San Francisco Dedicates More Money to End HIV

Save ArticleSave Article

Failed to save article

Please try again

This article is more than 7 years old.
Johanna Brown has been living with HIV since 1988.  (April Dembosky/KQED)

San Francisco is putting up another $1.2 million in its fight against HIV and to further its goal of becoming the first city in the world to reduce its number of new HIV infections and deaths to zero.

Other cities have signed on to meet the challenge by 2030. But San Francisco believes it has the strategy to meet the goal before then.

“If anyone can do it, San Francisco can do it,” said Supervisor David Campos.

The city is relying heavily on two initiatives.

The first is getting people with HIV into antiretroviral treatment much faster, sometimes the same day they’re diagnosed. These medications reduce the level of HIV in the blood, making it harder to transmit.


The second is expanding use of the HIV prevention pill, Truvada. This has been somewhat controversial. A recent Kaiser study found that some men who took the drug used condoms less and contracted other sexually transmitted diseases. But none got HIV.

Other studies show the drug “could be over 90 percent effective in preventing new infections, if taken on a daily basis,” said Dr. Susan Buchbinder, director of HIV research at the city’s health department. She added there's no reason to withhold a lifesaving preventive drug for fear of promiscuity.

“I liken it to me telling my patients that I'm not going to give them a cholesterol-lowering drug because they might eat more ice cream,” she said. “I would never do that."

San Francisco participated in the first pilot studies for the preventive therapy, also known as Pre-Exposure Prophylaxis (PrEP), and is now a leader in its use, Buchbinder said.

Health officials from Paris and Amsterdam visited San Francisco recently to study the city’s program, in anticipation of the drug getting licensed in Europe.

“Of course, we were a city where HIV started and was discovered, and reached epidemic levels,” said Mayor Ed Lee, “but we're also a city at the forefront of the appropriate response.”

At a time when the federal government continues to cut HIV/AIDS funding, San Francisco consistently backfills the loss, Lee said.

But other counties in California haven’t. In Fresno, for example, HIV infection rates have gone up as funding has been cut. In 2011, new cases of HIV spiked 73 percent over the county’s previous five-year average. Annual rates dipped slightly after that, then went up again last year.

In total, San Francisco spends $54 million on HIV prevention and care each year. In addition to the $1.2 million the city dedicated to the effort from its own coffers this week, the MAC AIDS Fund, a philanthropic arm of the MAC cosmetics company, gave another $500,000 to the city.

Most of the new funding will go toward hiring more patient navigators, who will help patients sign up for health insurance, find a clinic to get care or find resources to help pay for the prevention drugs -- the Truvada daily pill can cost more than $1,000 a month.

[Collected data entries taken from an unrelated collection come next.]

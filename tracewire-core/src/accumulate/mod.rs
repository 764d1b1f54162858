//! Reducers that rebuild one logical result from incremental fragments.

mod chat;
mod chunks;
mod responses;

pub use chat::{AccumulatedCompletion, ChatCompletionAccumulator, FunctionRecord, ToolCallRecord};
pub use chunks::ChunkAccumulator;
pub use responses::{AccumulatedResponse, ContentEntry, OutputItem, ResponsesAccumulator};

use serde::Serialize;
use serde_json::Value;

use crate::{CallKind, Metrics};

/// Finalized output and metrics, ready to be logged on a span.
#[derive(Clone, Debug, Default, PartialEq, Serialize)]
pub struct AccumulatedOutput {
    pub output: Value,
    pub metrics: Metrics,
}

/// Fragment reducer whose mode is fixed when it is created.
#[derive(Debug)]
pub enum DeltaAccumulator {
    Chat(ChatCompletionAccumulator),
    Responses(ResponsesAccumulator),
}

impl DeltaAccumulator {
    /// Structured responses get the event reducer; every other kind streams
    /// chat-completion shaped fragments.
    pub fn for_kind(kind: CallKind) -> Self {
        match kind {
            CallKind::Response => DeltaAccumulator::Responses(ResponsesAccumulator::new()),
            CallKind::ChatCompletion | CallKind::Embedding | CallKind::Moderation => {
                DeltaAccumulator::Chat(ChatCompletionAccumulator::new())
            }
        }
    }

    pub fn push(&mut self, fragment: &Value) {
        match self {
            DeltaAccumulator::Chat(accumulator) => accumulator.push(fragment),
            DeltaAccumulator::Responses(accumulator) => accumulator.push(fragment),
        }
    }

    pub fn finish(self) -> AccumulatedOutput {
        match self {
            DeltaAccumulator::Chat(accumulator) => accumulator.finish(),
            DeltaAccumulator::Responses(accumulator) => accumulator.finish(),
        }
    }
}
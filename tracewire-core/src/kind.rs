use std::fmt;

use serde::{Deserialize, Serialize};

/// The provider operation being traced.
#[derive(Clone, Copy, Debug, PartialEq, Eq, Hash, Serialize, Deserialize)]
#[serde(rename_all = "snake_case")]
pub enum CallKind {
    ChatCompletion,
    Response,
    Embedding,
    Moderation,
}

impl CallKind {
    /// Default span name for calls of this kind.
    pub fn span_name(self) -> &'static str {
        match self {
            CallKind::ChatCompletion => "Chat Completion",
            CallKind::Response => "Response",
            CallKind::Embedding => "Embedding",
            CallKind::Moderation => "Moderation",
        }
    }

    /// Call parameter logged as the span input.
    pub fn input_key(self) -> &'static str {
        match self {
            CallKind::ChatCompletion => "messages",
            CallKind::Response | CallKind::Embedding | CallKind::Moderation => "input",
        }
    }

    /// Whether the immediate path records `time_to_first_token`.
    pub fn measures_first_token(self) -> bool {
        matches!(self, CallKind::ChatCompletion | CallKind::Response)
    }
}

impl fmt::Display for CallKind {
    fn fmt(&self, f: &mut fmt::Formatter<'_>) -> fmt::Result {
        f.write_str(self.span_name())
    }
}
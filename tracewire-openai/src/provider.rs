//! The endpoint contract a provider client implements to be traced.
//!
//! Only the calls the tracer makes are part of the contract: `create`, plus a
//! capability flag saying whether replies carry the transport's headers.

use async_trait::async_trait;
use serde::Serialize;

use http::HeaderMap;

use crate::CallParams;

/// What an endpoint returned: one payload or a stream of fragments, plus the
/// raw response headers when the endpoint exposes them.
#[derive(Debug)]
pub struct RawReply<R, S> {
    pub headers: Option<HeaderMap>,
    pub body: ReplyBody<R, S>,
}

#[derive(Debug)]
pub enum ReplyBody<R, S> {
    Complete(R),
    Stream(S),
}

impl<R, S> RawReply<R, S> {
    pub fn complete(response: R) -> Self {
        Self {
            headers: None,
            body: ReplyBody::Complete(response),
        }
    }

    pub fn stream(stream: S) -> Self {
        Self {
            headers: None,
            body: ReplyBody::Stream(stream),
        }
    }

    pub fn with_headers(mut self, headers: HeaderMap) -> Self {
        self.headers = Some(headers);
        self
    }
}

/// Capabilities shared by blocking and async endpoints. Queried once, when
/// the endpoint is wrapped.
pub trait EndpointCapabilities: Send + Sync {
    /// Whether [`RawReply::headers`] is populated by this endpoint.
    fn exposes_raw_response(&self) -> bool {
        false
    }
}

/// A blocking provider endpoint such as `chat.completions`.
pub trait Endpoint: EndpointCapabilities {
    type Response: Serialize;
    type Chunk: Serialize;
    type Error;
    type Stream: Iterator<Item = Result<Self::Chunk, Self::Error>> + Send;

    fn create(
        &self,
        params: CallParams,
    ) -> Result<RawReply<Self::Response, Self::Stream>, Self::Error>;
}

/// The async counterpart of [`Endpoint`].
#[async_trait]
pub trait AsyncEndpoint: EndpointCapabilities {
    type Response: Serialize + Send;
    type Chunk: Serialize + Send;
    type Error: Send;
    type Stream: futures::Stream<Item = Result<Self::Chunk, Self::Error>> + Unpin + Send;

    async fn create(
        &self,
        params: CallParams,
    ) -> Result<RawReply<Self::Response, Self::Stream>, Self::Error>;
}
use serde_json::json;
use tracewire_core::accumulate::{ContentEntry, OutputItem, ResponsesAccumulator};
use tracewire_core::{CallKind, DeltaAccumulator};

fn added(id: &str, kind: &str) -> serde_json::Value {
    json!({
        "type": "response.output_item.added",
        "output_index": 0,
        "item": {"id": id, "type": kind, "status": "in_progress"},
    })
}

fn text_delta(output_index: u64, content_index: u64, delta: &str) -> serde_json::Value {
    json!({
        "type": "response.output_text.delta",
        "output_index": output_index,
        "content_index": content_index,
        "delta": delta,
    })
}

#[test]
fn deltas_append_to_the_addressed_content_entry() {
    let mut accumulator = ResponsesAccumulator::new();
    accumulator.push(&added("msg_1", "message"));
    accumulator.push(&json!({
        "type": "response.content_part.added",
        "output_index": 0,
        "content_index": 0,
        "part": {"type": "output_text", "text": ""},
    }));
    accumulator.push(&text_delta(0, 0, "Hello"));
    accumulator.push(&text_delta(0, 0, ", world"));

    let response = accumulator.into_response();
    assert_eq!(response.output.len(), 1);
    let content = response.output[0].content.as_ref().unwrap();
    assert_eq!(content.len(), 1);
    assert_eq!(content[0].text.as_deref(), Some("Hello, world"));
}

#[test]
fn item_lifecycle_and_usage_are_recorded() {
    let mut accumulator = ResponsesAccumulator::new();
    accumulator.push(&added("msg_1", "message"));
    accumulator.push(&text_delta(0, 0, "Hi"));
    accumulator.push(&json!({
        "type": "response.output_item.done",
        "output_index": 0,
        "item": {"id": "msg_1", "type": "message", "status": "completed"},
    }));
    accumulator.push(&json!({
        "type": "response.completed",
        "response": {"usage": {"input_tokens": 8, "output_tokens": 2, "total_tokens": 10}},
    }));

    let finished = accumulator.finish();
    assert_eq!(
        finished.output,
        json!([{
            "id": "msg_1",
            "type": "message",
            "status": "completed",
            "content": [{"text": "Hi"}],
        }])
    );
    assert_eq!(
        finished.metrics.to_value(),
        json!({"tokens": 10, "prompt_tokens": 8, "completion_tokens": 2})
    );
}

#[test]
fn multiple_items_and_content_entries_are_indexed_by_position() {
    let mut accumulator = ResponsesAccumulator::new();
    accumulator.push(&added("rs_1", "reasoning"));
    accumulator.push(&added("msg_1", "message"));
    accumulator.push(&text_delta(1, 0, "first"));
    accumulator.push(&text_delta(1, 1, "second"));
    accumulator.push(&text_delta(1, 0, "!"));
    accumulator.push(&json!({
        "type": "response.output_item.delta",
        "output_index": 0,
        "delta": {"summary": "thinking"},
    }));

    let response = accumulator.into_response();
    assert_eq!(response.output[0].delta, Some(json!({"summary": "thinking"})));
    assert_eq!(response.output[0].content, None);
    assert_eq!(
        response.output[1].content,
        Some(vec![
            ContentEntry {
                text: Some("first!".to_string()),
                annotations: None,
            },
            ContentEntry {
                text: Some("second".to_string()),
                annotations: None,
            },
        ])
    );
}

#[test]
fn annotations_append_or_overwrite_by_index() {
    let mut accumulator = ResponsesAccumulator::new();
    accumulator.push(&added("msg_1", "message"));
    accumulator.push(&text_delta(0, 0, "See docs"));
    for (index, url) in [(0, "https://a"), (1, "https://b"), (0, "https://c")] {
        accumulator.push(&json!({
            "type": "response.output_text.annotation.added",
            "output_index": 0,
            "content_index": 0,
            "annotation_index": index,
            "annotation": {"type": "url_citation", "url": url},
        }));
    }

    let response = accumulator.into_response();
    let entry = &response.output[0].content.as_ref().unwrap()[0];
    assert_eq!(entry.text.as_deref(), Some("See docs"));
    assert_eq!(
        entry.annotations,
        Some(vec![
            json!({"type": "url_citation", "url": "https://c"}),
            json!({"type": "url_citation", "url": "https://b"}),
        ])
    );
}

#[test]
fn out_of_range_indices_are_skipped() {
    let mut accumulator = ResponsesAccumulator::new();
    accumulator.push(&text_delta(0, 0, "no item yet"));
    accumulator.push(&json!({
        "type": "response.output_item.done",
        "output_index": 3,
        "item": {"status": "completed"},
    }));
    accumulator.push(&added("msg_1", "message"));
    accumulator.push(&text_delta(0, 2, "gap"));
    accumulator.push(&json!({
        "type": "response.output_text.annotation.added",
        "output_index": 0,
        "content_index": 0,
        "annotation_index": 5,
        "annotation": {},
    }));

    let response = accumulator.into_response();
    assert_eq!(response.output.len(), 1);
    assert_eq!(
        response.output[0],
        OutputItem {
            id: Some("msg_1".to_string()),
            kind: Some("message".to_string()),
            content: Some(vec![ContentEntry {
                text: None,
                annotations: Some(vec![]),
            }]),
            ..OutputItem::default()
        }
    );
}

#[test]
fn events_without_output_index_are_ignored() {
    let mut accumulator = DeltaAccumulator::for_kind(CallKind::Response);
    assert!(matches!(accumulator, DeltaAccumulator::Responses(_)));
    accumulator.push(&json!({"type": "response.created", "response": {"usage": null}}));
    accumulator.push(&json!({"type": "response.in_progress"}));
    let finished = accumulator.finish();
    assert_eq!(finished.output, json!([]));
    assert!(finished.metrics.is_empty());
}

The city will focus a lot of its outreach on young men and men of color, who are disproportionately affected by HIV. African-American gay men have the highest rate of new diagnoses.

Johanna Brown, a black transgender woman living with AIDS, remembers how difficult life was after she got her diagnosis.

“I lost my job, I lost my apartment, I got on drugs real heavy,” she said. “I lost my self-esteem, got disconnected from my family.”

She came to San Francisco in 2011 and found the API Wellness Center, where she got a new doctor, therapist and case manager. They helped her get treatment, housing and a job. They also have a special support program for transgender people living with HIV and AIDS.

“There, we as girls get to come together, we get to socialize within ourselves, but we get to learn about our disease,” she said. “We don’t have to be worried about stigma, being judged, people pointing fingers at us. So we live a healthier life.”

Today, Brown’s T-cell count is good, and the virus is undetectable in her blood.

“I'm not dying,” she said. “I'm going to live a long life.”